-------- EXERCISE INPUT
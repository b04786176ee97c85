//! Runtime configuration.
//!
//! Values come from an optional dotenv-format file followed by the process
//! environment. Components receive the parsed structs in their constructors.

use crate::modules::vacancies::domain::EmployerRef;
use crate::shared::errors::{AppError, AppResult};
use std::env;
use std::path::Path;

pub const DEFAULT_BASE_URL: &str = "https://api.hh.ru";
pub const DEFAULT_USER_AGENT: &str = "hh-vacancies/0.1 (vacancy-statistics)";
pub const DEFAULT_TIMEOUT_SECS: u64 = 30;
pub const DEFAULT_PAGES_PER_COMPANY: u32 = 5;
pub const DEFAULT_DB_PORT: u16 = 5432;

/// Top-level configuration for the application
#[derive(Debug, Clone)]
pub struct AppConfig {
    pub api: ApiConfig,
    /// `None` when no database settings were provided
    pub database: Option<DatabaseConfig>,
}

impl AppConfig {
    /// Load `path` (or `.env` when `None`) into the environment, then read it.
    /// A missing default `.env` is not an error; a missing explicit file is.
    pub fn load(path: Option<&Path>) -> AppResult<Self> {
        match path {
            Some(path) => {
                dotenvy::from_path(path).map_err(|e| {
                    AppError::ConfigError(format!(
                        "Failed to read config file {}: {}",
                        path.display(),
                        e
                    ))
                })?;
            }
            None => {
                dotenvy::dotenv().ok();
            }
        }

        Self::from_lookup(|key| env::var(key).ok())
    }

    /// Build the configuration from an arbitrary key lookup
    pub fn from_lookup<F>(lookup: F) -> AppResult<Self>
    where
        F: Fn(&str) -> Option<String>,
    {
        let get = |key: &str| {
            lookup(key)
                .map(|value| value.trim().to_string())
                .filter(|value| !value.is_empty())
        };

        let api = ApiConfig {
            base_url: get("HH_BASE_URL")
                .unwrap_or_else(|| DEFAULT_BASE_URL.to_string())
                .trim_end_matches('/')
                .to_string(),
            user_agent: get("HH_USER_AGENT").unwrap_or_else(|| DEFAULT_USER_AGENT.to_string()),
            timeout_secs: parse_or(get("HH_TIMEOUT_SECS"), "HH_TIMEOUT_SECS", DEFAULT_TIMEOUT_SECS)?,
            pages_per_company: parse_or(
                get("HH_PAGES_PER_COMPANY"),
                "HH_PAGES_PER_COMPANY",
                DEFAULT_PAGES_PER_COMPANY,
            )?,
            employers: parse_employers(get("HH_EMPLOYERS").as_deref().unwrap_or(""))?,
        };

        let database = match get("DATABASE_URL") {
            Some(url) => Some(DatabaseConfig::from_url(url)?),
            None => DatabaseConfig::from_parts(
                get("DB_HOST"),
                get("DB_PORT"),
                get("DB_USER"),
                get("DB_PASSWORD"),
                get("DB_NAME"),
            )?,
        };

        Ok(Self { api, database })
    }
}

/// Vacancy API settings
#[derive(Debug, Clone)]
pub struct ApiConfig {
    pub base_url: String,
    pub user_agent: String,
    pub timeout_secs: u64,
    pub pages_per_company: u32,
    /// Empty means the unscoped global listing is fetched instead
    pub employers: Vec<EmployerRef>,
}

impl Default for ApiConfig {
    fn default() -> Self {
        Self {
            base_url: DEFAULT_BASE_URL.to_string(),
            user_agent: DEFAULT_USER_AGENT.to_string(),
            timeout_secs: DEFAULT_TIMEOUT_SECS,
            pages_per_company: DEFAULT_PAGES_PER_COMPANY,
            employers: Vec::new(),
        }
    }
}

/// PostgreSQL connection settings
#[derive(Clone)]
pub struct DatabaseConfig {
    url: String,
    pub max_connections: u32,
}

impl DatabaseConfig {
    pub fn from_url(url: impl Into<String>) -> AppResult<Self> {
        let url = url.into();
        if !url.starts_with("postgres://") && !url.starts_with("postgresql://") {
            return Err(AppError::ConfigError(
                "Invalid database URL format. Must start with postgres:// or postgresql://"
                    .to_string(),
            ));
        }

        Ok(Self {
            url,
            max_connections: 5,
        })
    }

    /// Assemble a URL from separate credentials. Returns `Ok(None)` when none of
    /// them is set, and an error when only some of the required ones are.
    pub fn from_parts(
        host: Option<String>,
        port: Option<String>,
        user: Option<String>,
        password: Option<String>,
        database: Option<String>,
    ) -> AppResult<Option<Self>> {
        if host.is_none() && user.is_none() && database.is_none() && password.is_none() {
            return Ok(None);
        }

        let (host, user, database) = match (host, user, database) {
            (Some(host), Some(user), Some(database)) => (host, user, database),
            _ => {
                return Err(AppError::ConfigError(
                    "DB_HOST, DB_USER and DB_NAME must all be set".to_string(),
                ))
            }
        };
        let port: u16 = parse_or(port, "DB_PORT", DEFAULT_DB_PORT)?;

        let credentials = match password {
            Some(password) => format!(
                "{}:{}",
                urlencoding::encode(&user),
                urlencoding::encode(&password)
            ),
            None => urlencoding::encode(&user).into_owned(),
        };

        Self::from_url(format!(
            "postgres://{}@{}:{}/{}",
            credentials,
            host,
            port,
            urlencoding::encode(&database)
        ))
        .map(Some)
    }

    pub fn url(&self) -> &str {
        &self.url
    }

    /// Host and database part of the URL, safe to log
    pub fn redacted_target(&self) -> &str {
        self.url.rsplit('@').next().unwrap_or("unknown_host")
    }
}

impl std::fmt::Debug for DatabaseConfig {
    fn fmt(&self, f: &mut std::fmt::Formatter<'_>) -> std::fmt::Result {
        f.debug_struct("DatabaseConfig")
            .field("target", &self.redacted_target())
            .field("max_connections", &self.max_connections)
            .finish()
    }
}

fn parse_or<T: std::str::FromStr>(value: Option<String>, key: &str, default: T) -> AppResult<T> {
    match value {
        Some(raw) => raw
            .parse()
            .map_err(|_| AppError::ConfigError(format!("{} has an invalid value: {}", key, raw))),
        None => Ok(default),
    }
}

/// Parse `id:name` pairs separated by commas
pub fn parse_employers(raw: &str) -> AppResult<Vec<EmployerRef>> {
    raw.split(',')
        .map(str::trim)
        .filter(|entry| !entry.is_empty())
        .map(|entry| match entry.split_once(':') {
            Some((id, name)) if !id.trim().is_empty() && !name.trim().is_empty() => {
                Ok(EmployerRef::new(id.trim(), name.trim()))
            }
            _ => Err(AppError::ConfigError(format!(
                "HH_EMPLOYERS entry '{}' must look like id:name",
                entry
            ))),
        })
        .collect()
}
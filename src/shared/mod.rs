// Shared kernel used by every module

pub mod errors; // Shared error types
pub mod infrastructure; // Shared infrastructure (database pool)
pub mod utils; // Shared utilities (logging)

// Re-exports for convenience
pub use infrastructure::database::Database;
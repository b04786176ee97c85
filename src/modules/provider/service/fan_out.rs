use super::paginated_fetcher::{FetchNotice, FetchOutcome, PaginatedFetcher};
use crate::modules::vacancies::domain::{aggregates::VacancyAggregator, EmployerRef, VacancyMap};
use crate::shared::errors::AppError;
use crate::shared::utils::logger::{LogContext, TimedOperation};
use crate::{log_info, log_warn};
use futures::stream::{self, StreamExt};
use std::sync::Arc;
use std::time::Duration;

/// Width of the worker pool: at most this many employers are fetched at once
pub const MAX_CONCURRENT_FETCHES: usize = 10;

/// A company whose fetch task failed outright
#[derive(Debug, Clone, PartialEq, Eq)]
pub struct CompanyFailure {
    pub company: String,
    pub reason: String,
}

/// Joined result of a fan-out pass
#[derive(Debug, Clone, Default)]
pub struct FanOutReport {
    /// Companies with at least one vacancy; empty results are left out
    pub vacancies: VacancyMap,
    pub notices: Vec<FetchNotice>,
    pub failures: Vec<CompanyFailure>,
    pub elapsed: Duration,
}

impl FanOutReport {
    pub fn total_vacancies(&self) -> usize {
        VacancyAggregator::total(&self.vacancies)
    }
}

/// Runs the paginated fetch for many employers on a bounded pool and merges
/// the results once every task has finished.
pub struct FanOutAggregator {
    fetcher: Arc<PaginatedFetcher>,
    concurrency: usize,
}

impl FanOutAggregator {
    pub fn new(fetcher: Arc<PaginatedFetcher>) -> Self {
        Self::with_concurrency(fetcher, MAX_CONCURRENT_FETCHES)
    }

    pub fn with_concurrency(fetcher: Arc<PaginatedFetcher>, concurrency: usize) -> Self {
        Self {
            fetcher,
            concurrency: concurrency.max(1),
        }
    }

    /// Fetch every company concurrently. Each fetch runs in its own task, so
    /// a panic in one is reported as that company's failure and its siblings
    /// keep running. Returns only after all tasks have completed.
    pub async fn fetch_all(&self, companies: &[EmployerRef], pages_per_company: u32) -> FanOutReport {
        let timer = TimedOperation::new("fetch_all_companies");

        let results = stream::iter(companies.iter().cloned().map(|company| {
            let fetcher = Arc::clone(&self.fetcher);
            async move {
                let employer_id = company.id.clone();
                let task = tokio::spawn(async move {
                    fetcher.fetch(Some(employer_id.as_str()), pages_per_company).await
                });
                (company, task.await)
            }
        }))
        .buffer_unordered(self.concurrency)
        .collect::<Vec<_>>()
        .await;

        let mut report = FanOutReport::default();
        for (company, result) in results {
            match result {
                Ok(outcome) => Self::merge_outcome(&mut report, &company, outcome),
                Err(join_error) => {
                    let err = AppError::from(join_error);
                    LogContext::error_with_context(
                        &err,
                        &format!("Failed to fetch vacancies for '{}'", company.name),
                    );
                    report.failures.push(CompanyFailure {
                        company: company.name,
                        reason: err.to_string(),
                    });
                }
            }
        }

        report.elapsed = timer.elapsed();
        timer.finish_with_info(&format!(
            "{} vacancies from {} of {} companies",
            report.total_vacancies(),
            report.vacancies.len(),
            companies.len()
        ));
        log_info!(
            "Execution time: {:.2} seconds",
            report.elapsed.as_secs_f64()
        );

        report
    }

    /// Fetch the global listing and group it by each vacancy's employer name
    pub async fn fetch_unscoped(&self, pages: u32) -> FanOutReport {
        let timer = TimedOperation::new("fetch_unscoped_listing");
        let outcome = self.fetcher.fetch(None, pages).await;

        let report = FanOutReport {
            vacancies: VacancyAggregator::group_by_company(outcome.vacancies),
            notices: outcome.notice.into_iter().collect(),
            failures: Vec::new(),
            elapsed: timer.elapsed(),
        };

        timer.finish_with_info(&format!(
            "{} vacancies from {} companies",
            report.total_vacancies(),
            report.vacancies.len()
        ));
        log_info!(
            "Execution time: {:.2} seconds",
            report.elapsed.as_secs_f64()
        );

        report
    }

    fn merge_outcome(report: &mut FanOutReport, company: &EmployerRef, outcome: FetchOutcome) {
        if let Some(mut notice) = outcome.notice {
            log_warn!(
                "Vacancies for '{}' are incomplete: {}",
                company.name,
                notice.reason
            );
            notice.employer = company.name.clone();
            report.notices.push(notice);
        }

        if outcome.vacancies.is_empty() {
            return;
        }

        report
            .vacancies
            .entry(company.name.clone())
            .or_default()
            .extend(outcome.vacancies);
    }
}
----------------
-------- EXERCISE INPUT
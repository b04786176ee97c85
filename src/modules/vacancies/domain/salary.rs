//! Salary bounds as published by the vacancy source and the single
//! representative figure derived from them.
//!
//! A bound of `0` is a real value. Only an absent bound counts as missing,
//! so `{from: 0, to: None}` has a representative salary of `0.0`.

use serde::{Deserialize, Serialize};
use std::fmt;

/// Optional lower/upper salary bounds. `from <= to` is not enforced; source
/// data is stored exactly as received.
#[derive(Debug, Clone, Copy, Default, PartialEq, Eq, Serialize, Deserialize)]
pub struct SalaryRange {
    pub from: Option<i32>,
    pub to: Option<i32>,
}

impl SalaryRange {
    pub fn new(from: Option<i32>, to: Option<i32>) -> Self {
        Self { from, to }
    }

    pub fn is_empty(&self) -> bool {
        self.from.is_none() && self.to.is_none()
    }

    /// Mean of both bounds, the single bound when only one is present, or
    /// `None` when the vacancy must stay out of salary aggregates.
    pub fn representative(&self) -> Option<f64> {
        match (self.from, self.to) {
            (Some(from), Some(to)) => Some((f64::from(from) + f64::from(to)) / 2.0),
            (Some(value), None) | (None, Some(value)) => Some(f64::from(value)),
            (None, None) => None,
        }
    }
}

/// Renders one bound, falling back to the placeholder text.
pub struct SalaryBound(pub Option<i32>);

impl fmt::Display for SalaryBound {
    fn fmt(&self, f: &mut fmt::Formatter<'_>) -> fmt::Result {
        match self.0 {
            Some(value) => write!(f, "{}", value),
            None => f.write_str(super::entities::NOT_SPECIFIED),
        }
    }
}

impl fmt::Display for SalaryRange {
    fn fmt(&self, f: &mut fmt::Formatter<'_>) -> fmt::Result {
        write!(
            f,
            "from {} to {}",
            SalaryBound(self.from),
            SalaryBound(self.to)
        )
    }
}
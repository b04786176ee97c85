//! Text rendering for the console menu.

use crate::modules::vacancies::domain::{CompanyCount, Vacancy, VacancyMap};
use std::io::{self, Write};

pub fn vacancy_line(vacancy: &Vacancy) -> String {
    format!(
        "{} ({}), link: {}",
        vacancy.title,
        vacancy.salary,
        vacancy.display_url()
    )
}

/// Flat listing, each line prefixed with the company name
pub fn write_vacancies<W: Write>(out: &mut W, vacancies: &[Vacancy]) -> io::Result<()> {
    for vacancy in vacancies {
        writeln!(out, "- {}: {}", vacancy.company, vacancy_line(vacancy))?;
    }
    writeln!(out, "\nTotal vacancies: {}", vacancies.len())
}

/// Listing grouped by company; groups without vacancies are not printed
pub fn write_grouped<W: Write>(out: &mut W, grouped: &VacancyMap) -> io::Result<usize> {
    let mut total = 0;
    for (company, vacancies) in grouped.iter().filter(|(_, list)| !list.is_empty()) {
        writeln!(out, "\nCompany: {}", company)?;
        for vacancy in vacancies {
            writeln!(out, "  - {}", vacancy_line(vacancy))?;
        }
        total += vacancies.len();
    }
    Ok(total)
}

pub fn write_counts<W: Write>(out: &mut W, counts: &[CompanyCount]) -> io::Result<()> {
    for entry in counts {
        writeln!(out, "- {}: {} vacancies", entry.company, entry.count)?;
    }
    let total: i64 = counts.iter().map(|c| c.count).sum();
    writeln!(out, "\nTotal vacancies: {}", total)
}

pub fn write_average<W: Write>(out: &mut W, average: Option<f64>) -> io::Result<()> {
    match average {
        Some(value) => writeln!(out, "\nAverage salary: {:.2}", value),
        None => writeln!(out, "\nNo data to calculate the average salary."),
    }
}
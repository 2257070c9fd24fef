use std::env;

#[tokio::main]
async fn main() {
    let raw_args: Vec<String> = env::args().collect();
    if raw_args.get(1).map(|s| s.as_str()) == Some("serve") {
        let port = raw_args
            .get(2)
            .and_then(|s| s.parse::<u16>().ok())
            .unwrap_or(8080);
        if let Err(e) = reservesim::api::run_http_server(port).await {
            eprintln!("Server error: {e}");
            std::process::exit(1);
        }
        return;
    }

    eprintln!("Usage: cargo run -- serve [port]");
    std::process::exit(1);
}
----------------
(PROBLEM DESCRIPTION): Once the line with "impl Default for" is found in the records above, print exactly that line and every line after it through the line with "database URL format.".

(WRITTEN RESPONSE):
impl Default for ApiConfig {
    fn default() -> Self {
        Self {
            base_url: DEFAULT_BASE_URL.to_string(),
            user_agent: DEFAULT_USER_AGENT.to_string(),
            timeout_secs: DEFAULT_TIMEOUT_SECS,
            pages_per_company: DEFAULT_PAGES_PER_COMPANY,
            employers: Vec::new(),
        }
    }
}

/// PostgreSQL connection settings
#[derive(Clone)]
pub struct DatabaseConfig {
    url: String,
    pub max_connections: u32,
}

impl DatabaseConfig {
    pub fn from_url(url: impl Into<String>) -> AppResult<Self> {
        let url = url.into();
        if !url.starts_with("postgres://") && !url.starts_with("postgresql://") {
            return Err(AppError::ConfigError(
                "Invalid database URL format. Must start with postgres:// or postgresql://"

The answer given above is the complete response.